While the high pressure manually-actuated spray pump 300 of the present invention can be primed in the same manner as the conventional spray pump 100, shown in FIG. 1, the venting scheme for the container is modified. To permit venting of the container (not shown), a closure venting hole 138 is provided on the closure 150 and a flute 137 is provided on the nozzle 110. The flute 137 is, preferably, in the form of a recessed area on the nozzle surface 113. The actuator head 112 of the nozzle 110 is sealed along its circumference by maintaining contact with an upper skirt 15 of the closure 150 around the periphery of the nozzle surface 113 when the spray pump 300 is in the fully upright position. Referring now to FIG. 4, during operation the actuator head 112 moves downward upon the application of an actuation force. When the actuator head 112 moves downward the flute 137 becomes aligned just inboard of the upper skirt 15 and, in the retracted position, the upper skirt 15 is spaced away from the nozzle surface 113 thereby providing an air gap for venting of the container. Air is thus allowed to communicate between the container and atmosphere through the closure venting hole 138. Alternatively, as shown in FIG. 6, venting of the container can be provided by having the nozzle surface 313 and a skirt surface 319 tapered or in sloped relation such that when the spray pump 500 is in the fully upright position there is circumferential contact between the skirt surface 319 and the nozzle surface 313. However, when the actuator head 312 moves downward an air gap is formed between the skirt surface 319 and the nozzle surface 313, thereby venting the container.

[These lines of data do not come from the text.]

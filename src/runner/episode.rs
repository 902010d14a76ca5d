use tracing::{debug, info};

use crate::curriculum::{Adjustment, CurriculumController};
use crate::env::{EnvError, Environment, ThresholdControl};
use crate::infra::config::read_var;
use crate::infra::{ConfigError, ProcessEnv, VarSource};

use super::observer::EpisodeObserver;
use super::policy::Policy;

/// Outcome of one finished episode
#[derive(Debug, Clone, PartialEq)]
pub struct EpisodeSummary {
    pub episode: usize,
    pub steps: usize,
    pub total_reward: f32,
    /// Goal reached before the step budget ran out
    pub success: bool,
    pub truncated: bool,
    pub final_distance: f32,
    /// Success radius in effect during the episode
    pub threshold: f32,
    /// `None` when no curriculum is attached
    pub adjustment: Option<Adjustment>,
}

/// Settings for the binary's episode loop
#[derive(Debug, Clone, PartialEq)]
pub struct RunnerConfig {
    pub episodes: usize,
    pub seed: Option<u64>,
    pub policy: String,
    pub trajectory_folder: Option<String>,
}

impl Default for RunnerConfig {
    fn default() -> Self {
        Self {
            episodes: 100,
            seed: None,
            policy: "seek".to_string(),
            trajectory_folder: None,
        }
    }
}

impl RunnerConfig {
    pub fn from_env() -> Result<Self, ConfigError> {
        Self::from_vars(&ProcessEnv)
    }

    pub fn from_vars(vars: &impl VarSource) -> Result<Self, ConfigError> {
        let mut config = Self::default();

        if let Some(episodes) = read_var(vars, "PIPETTE_EPISODES")? {
            config.episodes = episodes;
        }
        config.seed = read_var(vars, "PIPETTE_SEED")?;
        if let Some(policy) = vars.var("PIPETTE_POLICY") {
            config.policy = policy.trim().to_string();
        }
        config.trajectory_folder = vars
            .var("PIPETTE_TRAJECTORY_FOLDER")
            .map(|folder| folder.trim().to_string())
            .filter(|folder| !folder.is_empty());

        debug!("Runner config: {:?}", config);
        Ok(config)
    }
}

/// Drives a policy through episodes and feeds outcomes to the curriculum
pub struct EpisodeRunner<E, P>
where
    E: Environment + ThresholdControl,
    P: Policy,
{
    env: E,
    policy: P,
    observer: Box<dyn EpisodeObserver>,
    curriculum: Option<CurriculumController>,
    episodes_run: usize,
}

impl<E, P> EpisodeRunner<E, P>
where
    E: Environment + ThresholdControl,
    P: Policy,
{
    pub fn new(env: E, policy: P, observer: Box<dyn EpisodeObserver>) -> Self {
        Self {
            env,
            policy,
            observer,
            curriculum: None,
            episodes_run: 0,
        }
    }

    pub fn with_curriculum(mut self, curriculum: CurriculumController) -> Self {
        self.curriculum = Some(curriculum);
        self
    }

    pub fn env(&self) -> &E {
        &self.env
    }

    pub fn env_mut(&mut self) -> &mut E {
        &mut self.env
    }

    pub fn curriculum(&self) -> Option<&CurriculumController> {
        self.curriculum.as_ref()
    }

    pub fn episodes_run(&self) -> usize {
        self.episodes_run
    }

    /// Run one episode until it terminates or truncates
    pub fn run_episode(&mut self, seed: Option<u64>) -> Result<EpisodeSummary, EnvError> {
        let episode = self.episodes_run;
        let threshold = self.env.distance_threshold();

        let (mut observation, _) = self.env.reset(seed)?;
        self.observer
            .on_episode_start(episode, &observation, threshold);

        let mut steps = 0;
        let mut total_reward = 0.0;
        let result = loop {
            let action = self.policy.act(&observation);
            let result = self.env.step(action)?;
            steps += 1;
            total_reward += result.reward;
            self.observer.on_step(episode, &action, &result);

            if result.done() {
                break result;
            }
            observation = result.observation;
        };

        let adjustment = self
            .curriculum
            .as_mut()
            .map(|curriculum| curriculum.observe(result.terminated, Some(&mut self.env)));

        let summary = EpisodeSummary {
            episode,
            steps,
            total_reward,
            success: result.terminated,
            truncated: result.truncated,
            final_distance: result.distance,
            threshold,
            adjustment,
        };
        self.episodes_run += 1;
        self.observer.on_episode_end(&summary);
        Ok(summary)
    }

    /// Run `episodes` episodes. With a seed, episode `i` resets with `seed + i`.
    pub fn run(
        &mut self,
        episodes: usize,
        seed: Option<u64>,
    ) -> Result<Vec<EpisodeSummary>, EnvError> {
        info!(
            "Running {} episodes with policy '{}'",
            episodes,
            self.policy.name()
        );
        let mut summaries = Vec::with_capacity(episodes);
        for i in 0..episodes {
            let episode_seed = seed.map(|seed| seed.wrapping_add(i as u64));
            summaries.push(self.run_episode(episode_seed)?);
        }
        Ok(summaries)
    }

    pub fn close(&mut self) {
        self.env.close();
    }
}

A container venting scheme which can increase the actuation force, for example, a protrusion on the nozzle 110 or closure 150 which is used to deflect another component in order to form an air gap, may not be preferred, however, such venting schemes, as well as various other venting schemes, are well known to those skilled in the art and can be provided without departing from the invention disclosed herein.

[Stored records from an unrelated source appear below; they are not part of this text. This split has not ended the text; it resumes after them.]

//! Reach environment - gym-like episodic interface around the pipette simulator
//!
//! ```text
//! Action (3) ──clamp──► [vx, vy, vz, drop=0] ──► Simulation::run
//!                                                   │
//!                                      pipette_position of first agent
//!                                                   │
//!                         Observation [px, py, pz, gx, gy, gz]
//!                                                   │
//!                      RewardShaper ──► terminate(distance, threshold)
//!                                                   │
//!                  StepResult {reward, terminated, truncated, info}
//! ```
//!
//! The success radius lives on the environment and is the only state that
//! survives `reset`; the curriculum adjusts it through [`ThresholdControl`].

mod config;
mod observation;
mod reach;
pub mod reward;

use thiserror::Error;

use crate::infra::ConfigError;
use crate::sim::SimulationError;

pub use config::{EnvConfig, ObservationMode};
pub use observation::{ACTION_DIM, Action, BoxSpace, DROP_COMMAND, OBS_DIM, Observation};
pub use reach::{MAX_STEPS_REACHED, ReachEnv, ResetInfo, StepInfo, StepResult};
pub use reward::{RewardShaper, Termination, TerminationReason};

#[derive(Debug, Error)]
pub enum EnvError {
    #[error("invalid environment configuration: {0}")]
    Config(#[from] ConfigError),

    #[error("simulation failed: {0}")]
    Simulation(#[from] SimulationError),

    #[error("action must have {expected} components, got {got}")]
    InvalidAction { expected: usize, got: usize },

    #[error("distance threshold must be positive and finite, got {0}")]
    InvalidThreshold(f32),

    #[error("step called without an active episode; call reset first")]
    NotReset,

    #[error("environment has been closed")]
    Closed,
}

/// Episodic control interface consumed by a driving loop
pub trait Environment {
    fn reset(&mut self, seed: Option<u64>) -> Result<(Observation, ResetInfo), EnvError>;

    fn step(&mut self, action: Action) -> Result<StepResult, EnvError>;

    /// Release the simulator. Safe to call more than once.
    fn close(&mut self);
}

/// Difficulty knob exposed to the curriculum
pub trait ThresholdControl {
    fn distance_threshold(&self) -> f32;

    /// Rejects non-positive or non-finite values. Takes effect on the next `step`.
    fn set_distance_threshold(&mut self, threshold: f32) -> Result<(), EnvError>;
}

As shown in FIG. 4, since the interior chamber 178 may be initially filled with air, priming of the pumping engine 120 is accomplished by moving the plunger 130 downward to pressurize the air within the interior chamber 178. As the plunger 130 moves downward, the lower sealing surface 139 on the peripheral ring 144 contacts the priming blip 197, thereby lift part of the lower sealing surface 139 off of the interior surface 193 and allowing air to pass into the annular gap 191 and then out through the vent hole 196. This release of air from the interior chamber 178 produces a vacuum within the interior chamber 178 during a return stroke of the plunger 130 as the return spring 170 urges the plunger 130 and nozzle 110 back to their upright positions. This vacuum pulls or sucks fluid through the inlet valve 182 and into the interior chamber 178, thereby filling the main chamber 179 of the interior chamber 178 with fluid.
In order to initiate a dispensing cycle a user applies an actuation force by pressing downward with the user's hand or fingers on the actuator head 112. Preferably, this actuation force is less than about 10 lbf (44.5 N), and more preferably, the actuation force is less than about 7 lbf (31.1 N). This actuation force urges the nozzle 110, the plunger 130 and the peripheral ring 144 to move downward within the reservoir 195, thereby pressurizing the fluid in the interior chamber 178. In the present invention, as the hydraulic pressure builds throughout the entire interior chamber 178 and as the plunger 130 is moved downward, the annular chamber 133 increases in volume and the main chamber 179 decreases in volume. A portion of the fluid contained within the main chamber 179 will flow through the flow path 131 into the annular chamber 133. Since the main chamber 179 and the annular chamber 133 are in fluid communication through the flow path 131, the hydraulic pressure within each chamber is essentially equivalent throughout the interior chamber 178.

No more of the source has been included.